Effect of ethanol extract of S. jambos and its compounds on the pro-inflammatory cytokines

P. acnes contribute to the inflammatory nature of acne by inducing macrophages to secrete pro-inflammatory cytokines like IL 8 and TNF α. In the current study, U937 cells treated with heat-killed P. acnes resulted in an increase in secretion of IL 8 and TNF α (data not shown). These results confirmed that P. acnes are capable in eliciting the inflammatory response which plays an important role in acne pathogenesis.

For the interpretation of the results, the percentage values are classified under four groups; an inhibition between 100 and 70% was accepted as high, between 69 and 40% as moderate, between 39 and 20% as low. An inhibition of less than 20% was considered to be insignificant.

To test the anti-inflammatory effects of S. jambos and its compounds, in vitro screening at three non-cytotoxic concentrations of the samples to the cells were applied. As shown in Table 2, the ethanol extract of S. jambos and the compounds (ursolic acid, myricetin, myricitrin and gallic acid) decreased the production of IL 8 and TNF α in a dose-dependent manner. A significant inhibition of IL 8 and TNF α was observed for the S. jambos extract, ursolic acid and myricitrin at their highest concentrations. Gallic acid, although suppressed TNF α drastically, had no significant suppression of IL 8 at its highest concentration. Myricetin moderately decreased the release of TNF α and showed low inhibition of IL 8 at the highest concentration tested. Pentoxifylline, which was used as a control, behaved differently on the cytokines. Based on previous reports, it down regulated the secretion of TNF α and caused no change in the IL 8 released [40]. As shown in Table 2, our results corroborate well with previous investigations. Very high inhibition of TNF α was observed at 100 and 50 μg/ml of pentoxifylline whereas no significant change in IL 8 concentration was observed. Furthermore, the test samples did not increase the secretion of the cytokines in the culture of U937 cells in the absence of the heat killed P. acnes (data not shown). Other researchers have previously reported the anti-inflammatory potential of the samples isolated in this study.
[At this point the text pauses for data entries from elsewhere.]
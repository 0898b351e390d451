use std::collections::BTreeMap;
use std::fmt;
use std::ops::RangeInclusive;

use rand::Rng;
use rand::seq::SliceRandom;

use crate::error::{Result, SubstError};

/// The alphabet every key and every normalized text is drawn from.
pub fn alphabet() -> RangeInclusive<u8> {
	b'A'..=b'Z'
}

/// Number of symbols in [`alphabet`].
pub const ALPHABET_SIZE: usize = 26;

/// Mapping from plaintext symbols to ciphertext symbols.
///
/// A `KeyTable` is built once from a list of `(plain, cipher)` pairs and is
/// immutable afterward. Decryption uses the table returned by
/// [`KeyTable::invert`].
///
/// # Invariants
/// - All stored symbols are uppercase
/// - For a bijective key, `invert().encode(encode(x)) == x` for every `x`
///   of the alphabet
#[derive(Clone, Debug, PartialEq, Eq)]
pub struct KeyTable {
	/// plain symbol -> cipher symbol
	mapping: BTreeMap<u8, u8>,
}

impl KeyTable {
	/// Builds a key table from `(plain, cipher)` pairs.
	///
	/// - Both symbols are upper-cased on ingestion.
	/// - A repeated plain symbol overwrites the earlier pair (last write wins).
	pub fn build<I>(pairs: I) -> Self
	where
		I: IntoIterator<Item = (u8, u8)>,
	{
		let mapping = pairs
			.into_iter()
			.map(|(plain, cipher)| (plain.to_ascii_uppercase(), cipher.to_ascii_uppercase()))
			.collect();
		Self { mapping }
	}

	/// Builds a uniformly random permutation key over the alphabet.
	pub fn random<R: Rng + ?Sized>(rng: &mut R) -> Self {
		let mut cipher: Vec<u8> = alphabet().collect();
		cipher.shuffle(rng);
		Self::build(alphabet().zip(cipher))
	}

	/// Builds a random permutation key from the thread-local generator.
	pub fn generate() -> Self {
		Self::random(&mut rand::rng())
	}

	/// Maps a plaintext symbol to its ciphertext symbol.
	///
	/// # Errors
	/// Returns `UnmappedSymbol` if the symbol is not part of the key.
	pub fn encode(&self, symbol: u8) -> Result<u8> {
		self.mapping
			.get(&symbol)
			.copied()
			.ok_or(SubstError::UnmappedSymbol { symbol: symbol as char })
	}

	/// Returns the reverse mapping (cipher -> plain).
	///
	/// If the key is not a bijection, colliding cipher symbols keep the pair
	/// with the greatest plain symbol and the result has fewer entries than
	/// the forward table.
	pub fn invert(&self) -> Self {
		let mapping = self.mapping.iter().map(|(plain, cipher)| (*cipher, *plain)).collect();
		Self { mapping }
	}

	/// Returns `true` if the key is a permutation of the whole alphabet.
	pub fn is_bijection(&self) -> bool {
		self.mapping.len() == ALPHABET_SIZE
			&& self.invert().mapping.len() == ALPHABET_SIZE
			&& alphabet().all(|symbol| self.mapping.contains_key(&symbol))
			&& self.mapping.values().all(|symbol| alphabet().contains(symbol))
	}

	/// Number of mapped plain symbols.
	pub fn len(&self) -> usize {
		self.mapping.len()
	}

	pub fn is_empty(&self) -> bool {
		self.mapping.is_empty()
	}

	/// Iterates over `(plain, cipher)` pairs in plain-symbol order.
	pub fn pairs(&self) -> impl Iterator<Item = (u8, u8)> + '_ {
		self.mapping.iter().map(|(plain, cipher)| (*plain, *cipher))
	}
}

/// Renders the key in key-file format, one `"<plain> <cipher>"` pair per line.
impl fmt::Display for KeyTable {
	fn fmt(&self, f: &mut fmt::Formatter<'_>) -> fmt::Result {
		for (plain, cipher) in self.pairs() {
			writeln!(f, "{} {}", plain as char, cipher as char)?;
		}
		Ok(())
	}
}

#[cfg(test)]
mod tests {
	use super::*;
	use rand::SeedableRng;
	use rand::rngs::StdRng;

	fn swap_key() -> KeyTable {
		let mut pairs: Vec<(u8, u8)> = alphabet().map(|c| (c, c)).collect();
		pairs[0] = (b'A', b'Z');
		pairs[1] = (b'B', b'Y');
		pairs[24] = (b'Y', b'B');
		pairs[25] = (b'Z', b'A');
		KeyTable::build(pairs)
	}

	#[test]
	fn build_folds_case() {
		let key = KeyTable::build([(b'a', b'q'), (b'B', b'w')]);
		assert_eq!(key.encode(b'A').unwrap(), b'Q');
		assert_eq!(key.encode(b'B').unwrap(), b'W');
	}

	#[test]
	fn duplicate_plain_symbol_last_write_wins() {
		let key = KeyTable::build([(b'A', b'X'), (b'A', b'Y')]);
		assert_eq!(key.len(), 1);
		assert_eq!(key.encode(b'A').unwrap(), b'Y');
	}

	#[test]
	fn encode_unmapped_symbol_fails() {
		let key = KeyTable::build([(b'A', b'B')]);
		match key.encode(b'C') {
			Err(SubstError::UnmappedSymbol { symbol }) => assert_eq!(symbol, 'C'),
			other => panic!("unexpected result: {other:?}"),
		}
	}

	#[test]
	fn invert_swaps_pairs() {
		let key = swap_key();
		let inverse = key.invert();
		for symbol in alphabet() {
			assert_eq!(inverse.encode(key.encode(symbol).unwrap()).unwrap(), symbol);
		}
		assert!(key.is_bijection());
	}

	#[test]
	fn non_bijective_inverse_loses_entries() {
		let key = KeyTable::build([(b'A', b'X'), (b'B', b'X')]);
		assert_eq!(key.invert().len(), 1);
		assert!(!key.is_bijection());
	}

	#[test]
	fn random_key_is_bijection() {
		let mut rng = StdRng::seed_from_u64(7);
		for _ in 0..16 {
			assert!(KeyTable::random(&mut rng).is_bijection());
		}
	}

	#[test]
	fn display_uses_key_file_format() {
		let key = KeyTable::build([(b'B', b'Y'), (b'A', b'Z')]);
		assert_eq!(key.to_string(), "A Z\nB Y\n");
	}
}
Myricetin was reported to inhibit the release of IL 8 and TNF α from human umbilical cord blood-derived cultured mast cells [41], myricitrin and myricetin suppressed TNF α production in LPS/IFN-γ stimulated J774.A1 cell line [42]. Gallic acid inhibited the production of IL 8 and TNF α from Fusobacterium nucleatum activated human mouth epithelial cell line and human mast cells, respectively [43, 44]. Ursolic acid inhibited IL 8 secretion from HT29 cells [45]. To the best of our knowledge, no reports about S. jambos in context with suppression of cytokines were found. Although, similar to our results, other plants such as Eucommia ulmoides and Ilex paraguariensis extracts were reported to reduce the secretion of IL 8 and TNF α in human monocytic THP-1 cells pre-treated with P. acnes at concentration of 0.1 mg/ml [12].
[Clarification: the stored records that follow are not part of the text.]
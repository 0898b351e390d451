use std::collections::BTreeMap;
use std::collections::btree_map;
use std::fmt;

use serde::{Deserialize, Serialize};

use crate::error::{Result, SubstError};

/// A contiguous run of symbols extracted by a sliding window.
///
/// Ordering is lexicographic on the underlying bytes, which is the order
/// every table in this crate is enumerated and serialized in.
#[derive(Serialize, Deserialize, Clone, Debug, PartialEq, Eq, PartialOrd, Ord, Hash)]
pub struct NGram(Vec<u8>);

impl NGram {
	pub fn new(symbols: &[u8]) -> Self {
		Self(symbols.to_vec())
	}

	pub fn as_bytes(&self) -> &[u8] {
		&self.0
	}

	/// Number of symbols (the n-gram order).
	pub fn len(&self) -> usize {
		self.0.len()
	}

	pub fn is_empty(&self) -> bool {
		self.0.is_empty()
	}
}

impl From<&str> for NGram {
	fn from(value: &str) -> Self {
		Self(value.as_bytes().to_vec())
	}
}

impl fmt::Display for NGram {
	fn fmt(&self, f: &mut fmt::Formatter<'_>) -> fmt::Result {
		f.write_str(&String::from_utf8_lossy(&self.0))
	}
}

/// Observed n-gram counts over one input sequence.
///
/// # Invariants
/// - Every key has exactly `order` symbols
/// - Every stored count is >= 1
/// - `total()` equals the number of windows that were counted
#[derive(Clone, Debug, PartialEq, Eq)]
pub struct FrequencyTable {
	order: usize,
	counts: BTreeMap<NGram, usize>,
}

impl FrequencyTable {
	/// Creates an empty table for n-grams of the given order.
	pub(crate) fn new(order: usize) -> Self {
		Self { order, counts: BTreeMap::new() }
	}

	/// Records one occurrence of `window`.
	pub(crate) fn add_window(&mut self, window: &[u8]) {
		*self.counts.entry(NGram::new(window)).or_insert(0) += 1;
	}

	pub fn order(&self) -> usize {
		self.order
	}

	/// Count for `ngram`, `0` if it was never observed.
	pub fn get(&self, ngram: &NGram) -> usize {
		self.counts.get(ngram).copied().unwrap_or(0)
	}

	/// Sum of all counts, i.e. the number of windows observed.
	pub fn total(&self) -> usize {
		self.counts.values().sum()
	}

	/// Number of distinct n-grams.
	pub fn len(&self) -> usize {
		self.counts.len()
	}

	pub fn is_empty(&self) -> bool {
		self.counts.is_empty()
	}

	/// Iterates over `(ngram, count)` in lexicographic order.
	pub fn iter(&self) -> btree_map::Iter<'_, NGram, usize> {
		self.counts.iter()
	}

	/// Merges another table into this one by summing counts per n-gram.
	///
	/// Merging is commutative and associative, so shard tables can be
	/// combined in any order.
	///
	/// # Errors
	/// Returns `OrderMismatch` if the two tables count different orders.
	pub fn merge(&mut self, other: &Self) -> Result<()> {
		if self.order != other.order {
			return Err(SubstError::OrderMismatch { expected: self.order, found: other.order });
		}

		for (ngram, count) in &other.counts {
			*self.counts.entry(ngram.clone()).or_insert(0) += *count;
		}

		Ok(())
	}
}

impl<'a> IntoIterator for &'a FrequencyTable {
	type Item = (&'a NGram, &'a usize);
	type IntoIter = btree_map::Iter<'a, NGram, usize>;

	fn into_iter(self) -> Self::IntoIter {
		self.counts.iter()
	}
}

/// One `"<ngram>   <count>"` line per entry, sorted by n-gram.
impl fmt::Display for FrequencyTable {
	fn fmt(&self, f: &mut fmt::Formatter<'_>) -> fmt::Result {
		for (ngram, count) in &self.counts {
			writeln!(f, "{}   {}", ngram, count)?;
		}
		Ok(())
	}
}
Table 2 Anti-inflammatory effects of ethanol extract of Syzygium jambos and the compounds

The anti-inflammatory activity and release of cytokines like IL 8 and TNF α is linked with an inflammatory mediator nuclear factor-kappa B (NF-κB). NF-κB is a transcription factor that resides in the cytoplasm of every cell and its constitutive activation is linked with P. acnes infection. The suppression of the cytokines discussed in this study can possibly be due to blocking activation of common transcription factor such as NF-κB involved in their induction.

Conclusion

The present study provided an important insight on the plants and compounds to be promising source of alternative medicine. Effective anti-acne agents possess three essential capabilities of antibacterial, antioxidant and anti-inflammatory activities. The experimental data gathered herein shows significant antibacterial, antioxidant and anti-inflammatory activities of the ethanol extract of S. jambos which might be due to the synergistic action of compounds present in it. Additionally, the plant extract was not found to be toxic to human cells. Therefore, S. jambos could be an ideal concomitant for an alternative anti-acne agent. This study will be helpful to understand this important herbal medicine and further clinical trials are under way.